> ASSIGNED TASK
Wherever a line in the records below contains "current", copy that line.
※
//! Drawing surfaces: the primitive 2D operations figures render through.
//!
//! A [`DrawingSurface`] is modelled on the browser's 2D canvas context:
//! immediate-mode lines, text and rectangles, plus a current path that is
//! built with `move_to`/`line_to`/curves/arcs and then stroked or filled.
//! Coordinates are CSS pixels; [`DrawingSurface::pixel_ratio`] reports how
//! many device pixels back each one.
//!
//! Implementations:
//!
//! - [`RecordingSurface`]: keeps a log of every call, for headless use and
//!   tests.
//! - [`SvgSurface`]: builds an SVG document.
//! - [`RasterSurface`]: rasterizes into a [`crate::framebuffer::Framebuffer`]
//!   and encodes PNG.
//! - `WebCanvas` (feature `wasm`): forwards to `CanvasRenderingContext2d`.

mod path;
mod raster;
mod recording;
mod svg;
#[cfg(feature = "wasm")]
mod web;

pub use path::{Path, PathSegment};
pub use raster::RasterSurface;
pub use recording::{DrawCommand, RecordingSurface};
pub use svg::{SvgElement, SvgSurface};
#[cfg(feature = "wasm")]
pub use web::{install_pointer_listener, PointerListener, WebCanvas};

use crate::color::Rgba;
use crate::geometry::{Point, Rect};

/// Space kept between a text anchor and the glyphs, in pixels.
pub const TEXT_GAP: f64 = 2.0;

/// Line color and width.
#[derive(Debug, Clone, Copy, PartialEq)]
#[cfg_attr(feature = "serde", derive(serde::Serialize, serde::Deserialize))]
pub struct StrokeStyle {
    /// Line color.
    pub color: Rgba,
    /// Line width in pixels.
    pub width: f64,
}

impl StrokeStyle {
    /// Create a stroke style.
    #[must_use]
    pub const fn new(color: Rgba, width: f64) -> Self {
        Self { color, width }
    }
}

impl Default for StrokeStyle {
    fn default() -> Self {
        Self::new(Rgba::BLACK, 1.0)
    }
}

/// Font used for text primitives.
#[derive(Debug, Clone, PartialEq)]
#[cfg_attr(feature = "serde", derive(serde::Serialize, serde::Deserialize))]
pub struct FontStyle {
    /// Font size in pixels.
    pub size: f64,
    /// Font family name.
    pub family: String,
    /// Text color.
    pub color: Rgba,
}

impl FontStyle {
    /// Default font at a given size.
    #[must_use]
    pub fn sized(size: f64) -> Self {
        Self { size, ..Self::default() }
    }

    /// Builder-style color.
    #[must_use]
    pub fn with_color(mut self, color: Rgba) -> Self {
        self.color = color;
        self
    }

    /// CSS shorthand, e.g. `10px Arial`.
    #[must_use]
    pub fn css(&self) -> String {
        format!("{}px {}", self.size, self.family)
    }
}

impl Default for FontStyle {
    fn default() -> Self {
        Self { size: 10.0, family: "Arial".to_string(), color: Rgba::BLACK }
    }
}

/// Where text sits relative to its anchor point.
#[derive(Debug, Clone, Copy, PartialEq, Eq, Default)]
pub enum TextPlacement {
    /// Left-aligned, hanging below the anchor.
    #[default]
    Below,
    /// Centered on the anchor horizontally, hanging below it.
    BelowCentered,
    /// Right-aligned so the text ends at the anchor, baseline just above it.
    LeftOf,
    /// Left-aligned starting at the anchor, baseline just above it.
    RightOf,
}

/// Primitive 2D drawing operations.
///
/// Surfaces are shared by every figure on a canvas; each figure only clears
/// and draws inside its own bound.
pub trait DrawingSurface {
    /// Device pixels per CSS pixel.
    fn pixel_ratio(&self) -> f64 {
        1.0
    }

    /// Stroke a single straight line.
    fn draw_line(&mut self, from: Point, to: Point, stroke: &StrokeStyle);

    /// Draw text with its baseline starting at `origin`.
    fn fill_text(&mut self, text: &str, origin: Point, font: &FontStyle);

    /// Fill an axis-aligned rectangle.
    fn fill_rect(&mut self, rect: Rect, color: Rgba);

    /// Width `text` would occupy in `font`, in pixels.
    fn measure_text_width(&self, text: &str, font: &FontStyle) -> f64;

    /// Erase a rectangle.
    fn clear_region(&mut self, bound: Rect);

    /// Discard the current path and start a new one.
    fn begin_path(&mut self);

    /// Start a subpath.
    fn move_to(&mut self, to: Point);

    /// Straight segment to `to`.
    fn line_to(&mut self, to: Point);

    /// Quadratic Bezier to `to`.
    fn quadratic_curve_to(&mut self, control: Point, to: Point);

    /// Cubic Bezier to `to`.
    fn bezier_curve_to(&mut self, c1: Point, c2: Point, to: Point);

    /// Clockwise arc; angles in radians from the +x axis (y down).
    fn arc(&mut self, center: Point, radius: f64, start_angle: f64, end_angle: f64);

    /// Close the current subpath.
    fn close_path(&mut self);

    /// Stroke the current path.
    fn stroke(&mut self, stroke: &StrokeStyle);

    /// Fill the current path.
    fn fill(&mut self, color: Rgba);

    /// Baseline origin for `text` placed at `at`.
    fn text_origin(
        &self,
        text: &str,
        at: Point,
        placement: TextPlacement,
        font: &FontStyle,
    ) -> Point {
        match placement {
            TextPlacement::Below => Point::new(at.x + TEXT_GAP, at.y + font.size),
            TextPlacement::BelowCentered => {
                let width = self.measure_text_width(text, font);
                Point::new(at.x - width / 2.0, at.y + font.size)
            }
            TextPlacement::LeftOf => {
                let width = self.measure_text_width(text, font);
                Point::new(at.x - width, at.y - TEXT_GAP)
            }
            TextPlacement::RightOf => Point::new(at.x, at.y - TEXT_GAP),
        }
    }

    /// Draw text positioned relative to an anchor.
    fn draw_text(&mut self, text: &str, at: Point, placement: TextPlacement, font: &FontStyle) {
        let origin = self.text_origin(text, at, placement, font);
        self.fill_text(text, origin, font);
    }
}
※
> WORKED SOLUTION
//! immediate-mode lines, text and rectangles, plus a current path that is
    /// Discard the current path and start a new one.
    /// Close the current subpath.
    /// Stroke the current path.
    /// Fill the current path.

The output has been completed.